• _Data extracts_

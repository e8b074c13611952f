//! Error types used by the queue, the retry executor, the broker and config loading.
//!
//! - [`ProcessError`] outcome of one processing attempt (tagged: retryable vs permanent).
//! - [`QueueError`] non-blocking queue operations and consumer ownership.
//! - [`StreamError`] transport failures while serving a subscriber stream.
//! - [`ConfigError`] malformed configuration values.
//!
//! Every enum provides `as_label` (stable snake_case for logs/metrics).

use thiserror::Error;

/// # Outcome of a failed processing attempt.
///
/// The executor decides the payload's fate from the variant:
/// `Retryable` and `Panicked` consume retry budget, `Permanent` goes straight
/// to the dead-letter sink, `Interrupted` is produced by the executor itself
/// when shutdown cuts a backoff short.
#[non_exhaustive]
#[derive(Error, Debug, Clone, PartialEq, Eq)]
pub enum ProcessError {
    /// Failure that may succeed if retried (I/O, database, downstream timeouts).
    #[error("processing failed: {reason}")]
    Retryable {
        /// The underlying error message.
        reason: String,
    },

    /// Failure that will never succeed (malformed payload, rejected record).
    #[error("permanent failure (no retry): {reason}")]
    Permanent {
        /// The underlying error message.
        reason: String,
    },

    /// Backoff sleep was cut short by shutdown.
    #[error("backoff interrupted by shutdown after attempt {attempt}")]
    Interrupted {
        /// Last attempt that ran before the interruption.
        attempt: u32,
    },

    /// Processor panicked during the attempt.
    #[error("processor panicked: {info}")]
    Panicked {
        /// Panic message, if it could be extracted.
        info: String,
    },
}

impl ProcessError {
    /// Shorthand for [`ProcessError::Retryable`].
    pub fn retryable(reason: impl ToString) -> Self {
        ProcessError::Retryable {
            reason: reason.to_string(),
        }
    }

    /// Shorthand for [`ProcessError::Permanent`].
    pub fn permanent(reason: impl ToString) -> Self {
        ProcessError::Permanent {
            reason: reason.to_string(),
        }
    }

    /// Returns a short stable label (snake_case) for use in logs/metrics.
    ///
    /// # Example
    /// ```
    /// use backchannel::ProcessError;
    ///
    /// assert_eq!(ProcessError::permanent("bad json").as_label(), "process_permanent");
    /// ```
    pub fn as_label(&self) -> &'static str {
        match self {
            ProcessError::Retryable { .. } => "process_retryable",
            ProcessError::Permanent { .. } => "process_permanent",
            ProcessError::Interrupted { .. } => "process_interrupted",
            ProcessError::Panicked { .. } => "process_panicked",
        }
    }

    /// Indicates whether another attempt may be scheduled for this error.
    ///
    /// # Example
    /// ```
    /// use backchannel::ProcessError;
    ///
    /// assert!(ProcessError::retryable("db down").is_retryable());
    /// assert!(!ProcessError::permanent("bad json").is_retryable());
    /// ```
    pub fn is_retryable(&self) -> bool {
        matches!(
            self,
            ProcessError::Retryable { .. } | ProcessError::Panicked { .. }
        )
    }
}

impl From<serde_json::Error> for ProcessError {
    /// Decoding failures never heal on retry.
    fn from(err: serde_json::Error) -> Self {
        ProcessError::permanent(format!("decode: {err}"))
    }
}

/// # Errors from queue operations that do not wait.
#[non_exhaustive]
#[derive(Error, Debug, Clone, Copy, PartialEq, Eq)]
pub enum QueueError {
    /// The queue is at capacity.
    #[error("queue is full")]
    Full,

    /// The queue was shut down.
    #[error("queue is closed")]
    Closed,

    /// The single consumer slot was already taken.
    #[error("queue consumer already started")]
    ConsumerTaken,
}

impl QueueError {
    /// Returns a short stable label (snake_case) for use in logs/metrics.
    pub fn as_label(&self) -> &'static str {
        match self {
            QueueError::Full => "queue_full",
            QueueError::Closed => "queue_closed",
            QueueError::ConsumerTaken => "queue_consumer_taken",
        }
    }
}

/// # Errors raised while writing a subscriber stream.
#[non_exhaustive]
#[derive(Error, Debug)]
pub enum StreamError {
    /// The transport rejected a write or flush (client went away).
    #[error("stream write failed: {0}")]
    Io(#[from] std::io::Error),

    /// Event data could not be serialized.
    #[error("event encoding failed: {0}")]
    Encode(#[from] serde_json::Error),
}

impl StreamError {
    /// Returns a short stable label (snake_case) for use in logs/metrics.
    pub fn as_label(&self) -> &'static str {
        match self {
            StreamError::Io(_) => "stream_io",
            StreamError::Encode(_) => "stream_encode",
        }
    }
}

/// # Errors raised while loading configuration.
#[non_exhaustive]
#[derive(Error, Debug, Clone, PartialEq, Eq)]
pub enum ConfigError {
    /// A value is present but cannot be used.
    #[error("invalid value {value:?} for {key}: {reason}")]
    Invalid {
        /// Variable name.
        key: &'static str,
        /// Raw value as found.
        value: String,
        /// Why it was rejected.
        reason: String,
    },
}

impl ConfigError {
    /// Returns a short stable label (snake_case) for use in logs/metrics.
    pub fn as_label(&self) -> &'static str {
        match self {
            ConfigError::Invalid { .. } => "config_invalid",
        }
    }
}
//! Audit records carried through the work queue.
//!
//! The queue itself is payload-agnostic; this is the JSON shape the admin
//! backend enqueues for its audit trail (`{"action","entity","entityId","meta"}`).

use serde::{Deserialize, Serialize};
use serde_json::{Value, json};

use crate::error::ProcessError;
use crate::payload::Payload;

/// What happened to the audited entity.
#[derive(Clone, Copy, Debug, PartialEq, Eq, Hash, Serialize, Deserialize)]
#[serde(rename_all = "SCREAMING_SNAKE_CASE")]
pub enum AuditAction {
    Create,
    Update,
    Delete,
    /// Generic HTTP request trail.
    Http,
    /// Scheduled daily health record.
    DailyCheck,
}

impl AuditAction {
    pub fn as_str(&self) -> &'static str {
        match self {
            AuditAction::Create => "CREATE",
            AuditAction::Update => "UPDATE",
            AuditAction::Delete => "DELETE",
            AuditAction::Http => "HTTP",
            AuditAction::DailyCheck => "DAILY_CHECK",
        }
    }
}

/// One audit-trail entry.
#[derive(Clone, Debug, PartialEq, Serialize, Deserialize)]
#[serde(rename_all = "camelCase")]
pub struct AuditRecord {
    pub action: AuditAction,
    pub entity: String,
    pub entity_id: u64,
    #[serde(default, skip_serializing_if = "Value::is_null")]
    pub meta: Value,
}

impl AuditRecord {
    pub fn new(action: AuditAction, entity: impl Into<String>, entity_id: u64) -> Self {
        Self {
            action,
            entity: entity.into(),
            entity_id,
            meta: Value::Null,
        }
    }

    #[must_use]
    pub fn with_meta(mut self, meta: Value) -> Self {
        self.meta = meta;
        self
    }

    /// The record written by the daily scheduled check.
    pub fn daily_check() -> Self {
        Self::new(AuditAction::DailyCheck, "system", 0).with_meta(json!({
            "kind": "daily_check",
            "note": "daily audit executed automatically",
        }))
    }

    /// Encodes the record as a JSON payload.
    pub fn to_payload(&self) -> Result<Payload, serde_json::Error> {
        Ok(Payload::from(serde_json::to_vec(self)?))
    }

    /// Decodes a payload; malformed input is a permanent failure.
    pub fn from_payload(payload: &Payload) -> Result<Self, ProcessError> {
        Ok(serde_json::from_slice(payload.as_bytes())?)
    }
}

---

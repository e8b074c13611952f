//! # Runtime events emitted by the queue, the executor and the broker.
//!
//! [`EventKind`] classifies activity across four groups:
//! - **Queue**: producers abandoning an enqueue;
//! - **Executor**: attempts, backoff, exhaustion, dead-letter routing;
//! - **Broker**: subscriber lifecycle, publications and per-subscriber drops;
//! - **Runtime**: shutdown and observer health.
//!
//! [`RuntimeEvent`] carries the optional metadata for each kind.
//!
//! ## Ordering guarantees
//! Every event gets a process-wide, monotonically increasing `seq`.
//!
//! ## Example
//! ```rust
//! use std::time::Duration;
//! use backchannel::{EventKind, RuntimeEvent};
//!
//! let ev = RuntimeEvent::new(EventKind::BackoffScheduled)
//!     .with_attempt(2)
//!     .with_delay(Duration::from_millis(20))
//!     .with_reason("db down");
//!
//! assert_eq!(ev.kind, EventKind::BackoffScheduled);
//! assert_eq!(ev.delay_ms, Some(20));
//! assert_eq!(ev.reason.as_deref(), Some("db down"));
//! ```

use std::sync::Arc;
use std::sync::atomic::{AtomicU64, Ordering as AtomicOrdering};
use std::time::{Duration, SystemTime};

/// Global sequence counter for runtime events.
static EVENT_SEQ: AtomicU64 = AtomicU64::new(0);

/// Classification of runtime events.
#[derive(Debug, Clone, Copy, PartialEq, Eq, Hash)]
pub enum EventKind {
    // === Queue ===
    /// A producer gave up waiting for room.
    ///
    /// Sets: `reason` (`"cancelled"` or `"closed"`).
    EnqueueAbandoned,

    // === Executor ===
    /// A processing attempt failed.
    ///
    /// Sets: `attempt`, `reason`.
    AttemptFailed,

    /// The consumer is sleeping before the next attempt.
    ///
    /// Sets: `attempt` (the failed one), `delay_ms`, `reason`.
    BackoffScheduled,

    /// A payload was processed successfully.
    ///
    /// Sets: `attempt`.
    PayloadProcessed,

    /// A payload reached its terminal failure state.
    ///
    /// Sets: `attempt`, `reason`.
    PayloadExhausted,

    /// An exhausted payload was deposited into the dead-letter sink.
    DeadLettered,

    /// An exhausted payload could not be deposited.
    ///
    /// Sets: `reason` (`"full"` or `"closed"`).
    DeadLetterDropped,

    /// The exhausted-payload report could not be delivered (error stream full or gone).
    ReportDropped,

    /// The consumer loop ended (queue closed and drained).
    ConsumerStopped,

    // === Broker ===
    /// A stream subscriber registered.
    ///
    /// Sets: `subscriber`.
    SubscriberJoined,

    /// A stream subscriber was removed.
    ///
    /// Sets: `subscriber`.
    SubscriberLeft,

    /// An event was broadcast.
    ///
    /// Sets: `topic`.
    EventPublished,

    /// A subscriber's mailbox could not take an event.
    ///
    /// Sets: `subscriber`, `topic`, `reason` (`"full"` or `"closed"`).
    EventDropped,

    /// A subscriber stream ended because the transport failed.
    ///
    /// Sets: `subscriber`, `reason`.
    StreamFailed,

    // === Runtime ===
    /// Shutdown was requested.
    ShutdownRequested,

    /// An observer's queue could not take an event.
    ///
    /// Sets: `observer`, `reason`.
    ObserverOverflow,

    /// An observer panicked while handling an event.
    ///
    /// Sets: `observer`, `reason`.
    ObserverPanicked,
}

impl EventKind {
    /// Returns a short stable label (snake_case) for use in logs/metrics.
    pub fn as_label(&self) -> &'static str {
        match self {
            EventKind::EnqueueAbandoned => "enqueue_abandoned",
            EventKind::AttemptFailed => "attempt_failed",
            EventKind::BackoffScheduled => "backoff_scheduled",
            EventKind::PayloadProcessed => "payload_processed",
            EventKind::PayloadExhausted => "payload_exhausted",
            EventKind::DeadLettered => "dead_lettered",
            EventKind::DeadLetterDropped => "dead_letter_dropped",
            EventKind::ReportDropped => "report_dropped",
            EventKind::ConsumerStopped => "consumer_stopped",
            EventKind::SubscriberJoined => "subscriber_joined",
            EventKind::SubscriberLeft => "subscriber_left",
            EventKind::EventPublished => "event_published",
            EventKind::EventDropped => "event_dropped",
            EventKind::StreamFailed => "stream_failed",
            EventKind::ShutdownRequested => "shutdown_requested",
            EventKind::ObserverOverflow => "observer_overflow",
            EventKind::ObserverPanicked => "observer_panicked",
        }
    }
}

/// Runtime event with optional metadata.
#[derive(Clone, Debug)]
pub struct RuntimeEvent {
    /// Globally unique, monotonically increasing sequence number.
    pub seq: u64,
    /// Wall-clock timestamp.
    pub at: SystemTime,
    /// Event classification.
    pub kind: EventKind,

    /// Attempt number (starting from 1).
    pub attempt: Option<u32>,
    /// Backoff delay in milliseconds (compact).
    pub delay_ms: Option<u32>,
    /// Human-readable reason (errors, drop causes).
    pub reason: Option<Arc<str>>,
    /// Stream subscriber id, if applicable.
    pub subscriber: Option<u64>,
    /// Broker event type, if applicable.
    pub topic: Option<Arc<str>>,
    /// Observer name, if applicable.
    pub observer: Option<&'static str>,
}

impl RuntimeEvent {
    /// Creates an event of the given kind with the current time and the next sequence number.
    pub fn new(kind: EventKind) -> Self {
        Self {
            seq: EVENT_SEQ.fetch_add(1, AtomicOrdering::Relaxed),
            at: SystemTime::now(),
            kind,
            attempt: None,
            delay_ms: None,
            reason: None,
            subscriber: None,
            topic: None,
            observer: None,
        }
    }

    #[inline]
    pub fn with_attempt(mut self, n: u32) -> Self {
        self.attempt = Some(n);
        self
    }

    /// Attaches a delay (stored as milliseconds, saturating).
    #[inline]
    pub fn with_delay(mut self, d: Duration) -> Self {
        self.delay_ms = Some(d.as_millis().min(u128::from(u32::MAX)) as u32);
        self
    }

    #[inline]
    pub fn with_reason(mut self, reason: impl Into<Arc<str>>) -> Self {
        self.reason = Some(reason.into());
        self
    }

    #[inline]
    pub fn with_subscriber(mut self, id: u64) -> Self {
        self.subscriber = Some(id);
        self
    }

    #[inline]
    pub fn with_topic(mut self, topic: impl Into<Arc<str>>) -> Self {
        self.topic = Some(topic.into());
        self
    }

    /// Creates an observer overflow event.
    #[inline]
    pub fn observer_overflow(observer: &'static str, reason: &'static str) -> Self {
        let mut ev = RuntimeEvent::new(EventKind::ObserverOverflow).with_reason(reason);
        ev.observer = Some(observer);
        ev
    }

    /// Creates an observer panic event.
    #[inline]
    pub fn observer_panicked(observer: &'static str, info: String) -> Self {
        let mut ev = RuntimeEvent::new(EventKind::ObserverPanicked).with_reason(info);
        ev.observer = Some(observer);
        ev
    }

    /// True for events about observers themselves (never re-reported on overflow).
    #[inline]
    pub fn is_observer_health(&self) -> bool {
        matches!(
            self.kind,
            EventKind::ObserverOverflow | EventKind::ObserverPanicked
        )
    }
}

• _What is required_
Copy out each line of the data that includes the string "DeadLetterDropped".

• _Answer to the problem_
    DeadLetterDropped,
            EventKind::DeadLetterDropped => "dead_letter_dropped",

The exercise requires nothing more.